The tribunal came to the view "that the BTSB were not, at this time, actively pursuing inquires into alternative methods of viral inactivation which might be more effective against the risk of non-A non-B hepatitis" [later named hepatitis C].

It refers to BTSB contacts with the Protein Fractionation Centre at Edinburgh, which processed plasma supplies sent from Northern Ireland to produce Factor VIII and Factor IX. The centre had developed a new heat treatment, which involved heating the product at 80 degrees for 72 hours.

There was no follow-up contact with the Edinburgh centre.

"The tribunal finds the failure of the BTSB to pursue the possibility of an arrangement with the Protein Fractionation Centre, Edinburgh, to fractionate plasma for the BTSB inexplicable," the report states. Scotland's willingness to enter an arrangement was recorded in November 1986 and the BTSB had data which showed there were no non-A/non-B infections after the product's use.

"The tribunal believes the BTSB ought to have pursued the possibility of an arrangement with Edinburgh and their failure to do so represented a significant missed opportunity."
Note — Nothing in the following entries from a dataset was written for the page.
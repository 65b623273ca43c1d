use bugzot_domain::Attachment;
use serde::{Deserialize, Serialize};
use ts_rs::TS;

/// Metadata of an uploaded file. The bytes live wherever `storage_path` points.
#[derive(Debug, Deserialize, TS)]
#[ts(
    export,
    export_to = "../../../packages/api-types/src/generated/create-attachment-request.ts"
)]
pub struct CreateAttachmentRequest {
    pub filename: String,
    pub storage_path: String,
    pub mime_type: Option<String>,
    #[ts(type = "number")]
    pub size_bytes: i64,
}

/// API representation of one attachment version.
#[derive(Debug, Serialize, TS)]
#[ts(
    export,
    export_to = "../../../packages/api-types/src/generated/attachment-response.ts"
)]
pub struct AttachmentResponse {
    pub id: String,
    pub bug_id: String,
    pub uploader_id: String,
    pub filename: String,
    pub storage_path: String,
    pub mime_type: Option<String>,
    #[ts(type = "number")]
    pub size_bytes: i64,
    pub version: i32,
    pub is_latest: bool,
    pub uploaded_at: String,
}

impl From<Attachment> for AttachmentResponse {
    fn from(value: Attachment) -> Self {
        Self {
            id: value.id.to_string(),
            bug_id: value.bug_id.to_string(),
            uploader_id: value.uploader_id.to_string(),
            filename: value.filename,
            storage_path: value.storage_path,
            mime_type: value.mime_type,
            size_bytes: value.size_bytes,
            version: value.version,
            is_latest: value.is_latest,
            uploaded_at: value.uploaded_at.to_rfc3339(),
        }
    }
}
//! PostgreSQL-backed append-only audit log.

use async_trait::async_trait;
use bugzot_application::{AuditQuery, AuditRepository};
use bugzot_core::{AppError, AppResult};
use bugzot_domain::{AuditEntry, NewAuditEntry, UserId};
use chrono::{DateTime, Utc};
use serde_json::Value;
use sqlx::{FromRow, PgPool, Postgres, QueryBuilder};
use uuid::Uuid;

use crate::postgres_support::{append_audit_entry, map_sqlx_error, page_bound};

/// PostgreSQL implementation of the audit repository port.
#[derive(Clone)]
pub struct PostgresAuditRepository {
    pool: PgPool,
}

impl PostgresAuditRepository {
    /// Creates a repository with the provided connection pool.
    #[must_use]
    pub fn new(pool: PgPool) -> Self {
        Self { pool }
    }
}

#[derive(Debug, FromRow)]
struct AuditRow {
    sequence: i64,
    actor_id: Option<Uuid>,
    action: String,
    target_type: String,
    target_id: Option<Uuid>,
    decision: String,
    reason: String,
    detail: Option<Value>,
    recorded_at: DateTime<Utc>,
}

impl TryFrom<AuditRow> for AuditEntry {
    type Error = AppError;

    fn try_from(row: AuditRow) -> Result<Self, Self::Error> {
        Ok(Self {
            sequence: row.sequence,
            actor_id: row.actor_id.map(UserId::from_uuid),
            action: row.action,
            target_type: row.target_type.parse()?,
            target_id: row.target_id,
            decision: row.decision.parse()?,
            reason: row.reason,
            detail: row.detail,
            recorded_at: row.recorded_at,
        })
    }
}

#[async_trait]
impl AuditRepository for PostgresAuditRepository {
    async fn append_entry(&self, entry: NewAuditEntry) -> AppResult<i64> {
        let mut transaction = self
            .pool
            .begin()
            .await
            .map_err(|error| AppError::AuditWriteFailure(format!("failed to begin: {error}")))?;

        let sequence = append_audit_entry(&mut transaction, &entry).await?;

        transaction
            .commit()
            .await
            .map_err(|error| AppError::AuditWriteFailure(format!("failed to commit: {error}")))?;

        Ok(sequence)
    }

    async fn list_entries(&self, query: &AuditQuery) -> AppResult<Vec<AuditEntry>> {
        let mut builder: QueryBuilder<'_, Postgres> = QueryBuilder::new(
            "SELECT sequence, actor_id, action, target_type, target_id, decision, reason, detail, recorded_at FROM audit_entries WHERE TRUE",
        );

        if let Some(target_type) = query.target_type {
            builder.push(" AND target_type = ");
            builder.push_bind(target_type.as_str());
        }
        if let Some(target_id) = query.target_id {
            builder.push(" AND target_id = ");
            builder.push_bind(target_id);
        }
        if let Some(actor_id) = query.actor_id {
            builder.push(" AND actor_id = ");
            builder.push_bind(actor_id.as_uuid());
        }
        if let Some(action) = &query.action {
            builder.push(" AND action = ");
            builder.push_bind(action.clone());
        }
        if let Some(decision) = query.decision {
            builder.push(" AND decision = ");
            builder.push_bind(decision.as_str());
        }
        if let Some(after_sequence) = query.after_sequence {
            builder.push(" AND sequence > ");
            builder.push_bind(after_sequence);
        }

        builder.push(" ORDER BY sequence ASC LIMIT ");
        builder.push_bind(page_bound(query.limit));

        let rows = builder
            .build_query_as::<AuditRow>()
            .fetch_all(&self.pool)
            .await
            .map_err(|error| map_sqlx_error(error, "list audit entries"))?;

        rows.into_iter().map(AuditEntry::try_from).collect()
    }
}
The tribunal acknowledged the emphasis at that time was the prevention of HIV transmission. "However, by 1987 the tribunal believes the BTSB should also have been seeking protection against the risk of transmission of non-A/non-B hepatitis."

The report also questions the wisdom of continuing an arrangement with the Armour company for the supply of heat-treated Factor VIII.

In December 1987, six haemophilia A patients in Canada had become infected with hepatitis C after receiving Armour's Factor VIII. It had been treated by the company at 60 degrees for 30 hours.

The BTSB had in 1987 contracted Armour to provide products treated at 68 degrees for 72 hours, but the company informed the BTSB it was unwilling to continue with the agreement.

Armour also demanded an indemnity against infections.

This, the report states, "was a clear and worrying indication of concern on their part about the safety of the product".

Yet in June 1988, the BTSB renewed its contract with Armour for 1989.

The tribunal considered it "quite inexplicable" that the BTSB would ignore the option of an agreement with Edinburgh. "It would seem to the tribunal that such an arrangement was an obvious option to be considered in response to the Armour letter," it states.

"In the tribunal's view, by June 1988, the Board of the BTSB ought to have been distinctly unhappy and uncomfortable at the prospect of continuing to supply a product treated with a system of viral inactivation believed to be inadequate to destroy the non-A/non-B hepatitis virus."

"It ought to have looked for alternatives," the tribunal added.